I had to switch trains in Guangzhou (if you ever do this remember to give yourself plenty of time to wait for an elevator if you have heavy luggage… the escalators always go down), so I grabbed a coffee and a bagel from Starbucks to tide me over until I arrived. The train to Guangzhou is only about 30 minutes, but my connecting train was another 3 hours plus there is a 30-45 minute bus ride from the station into town. The train ride to Guangxi province was very pleasant with some absolutely gorgeous views.
Once I arrived at the station I realised there weren’t any escalators or elevators. This is the point where I regretted packing quite so many things (to be fair I’m staying for a number of weeks so I did pack light for the amount of time), but fortunately my bag wasn’t so heavy that I couldn’t manage the stairs one flight at a time.

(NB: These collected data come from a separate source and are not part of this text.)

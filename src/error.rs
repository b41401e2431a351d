//! Error types for mail-cleaner.
//!
//! Only decoding steps can fail. The high-level cleaning entry points absorb
//! these errors; they surface through the lower-level decoding functions.

/// Error type for decoding operations.
#[derive(Debug, Clone, PartialEq, Eq, thiserror::Error)]
pub enum Error {
    /// A character outside Latin-1 cannot be mapped to a single byte for
    /// quoted-printable decoding.
    #[error("character {ch:?} at position {position} is not representable in Latin-1")]
    UnencodableChar {
        /// The offending character.
        ch: char,
        /// Character index (not byte offset) within the input.
        position: usize,
    },

    /// An explicit charset label was not recognised.
    #[error("Unknown character encoding: {0}")]
    UnknownEncoding(String),
}

/// Result type alias for decoding operations.
pub type Result<T> = std::result::Result<T, Error>;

Once I finally got out of the station, I snagged a bus ticket into town for 20 RMB (about 3 dollars). Since the bus waits to leave until it’s mostly full, it was a good 20-25 minutes before we left but the Chinese lady in front of me made sure to let all the staff know over and over that she was dying from hunger for a good 10 minutes of that time. I’m not sure that did anything to speed up the process, but I found the tactic pretty funny.
The bus ride into town was just as stunning, full of green paddies, mountains and little Chinese villages. I posted a mini video of the bus ride on my Instagram if you want to check it out – I tend to update my Instagram with pictures and videos before I get around to posting on here, but I’ll be a lot more active on here now that I have the time. Once I got into town I hopped on a motor scooter taxi to get to my friend’s house. They really try to rip people off on the price since you have to negotiate for the ride, but most of the time you just have to walk away to find a better deal. Once I arrived at my friend’s house, her husband came out to help me get my luggage up the 4 flights of stairs (there are no elevators in this town).
I took a week off from most things just to try to get more accustomed the town and not having to go to an office, but it still hasn’t quite sunk in. It may be a few weeks before I stop having office nightmares. So, there it is, the start to my new chapter of wanderlust life has begun.
Here are some pictures of the town I’m staying in.
As always, thanks for reading! I will be posting much more interesting and regular updates in future, and thank you all who have continued to be patient and still read my blog. 🙂
Also, I’ll be adding a couple new sections to the blog so that alongside general adventure updates I might have a review section for places I try out while traveling (restaurants, nail salons, hostels, supermarkets, etc.) … and perhaps a more random personal section where I can add things like randomly dying my hair blue that might not be interesting to everyone.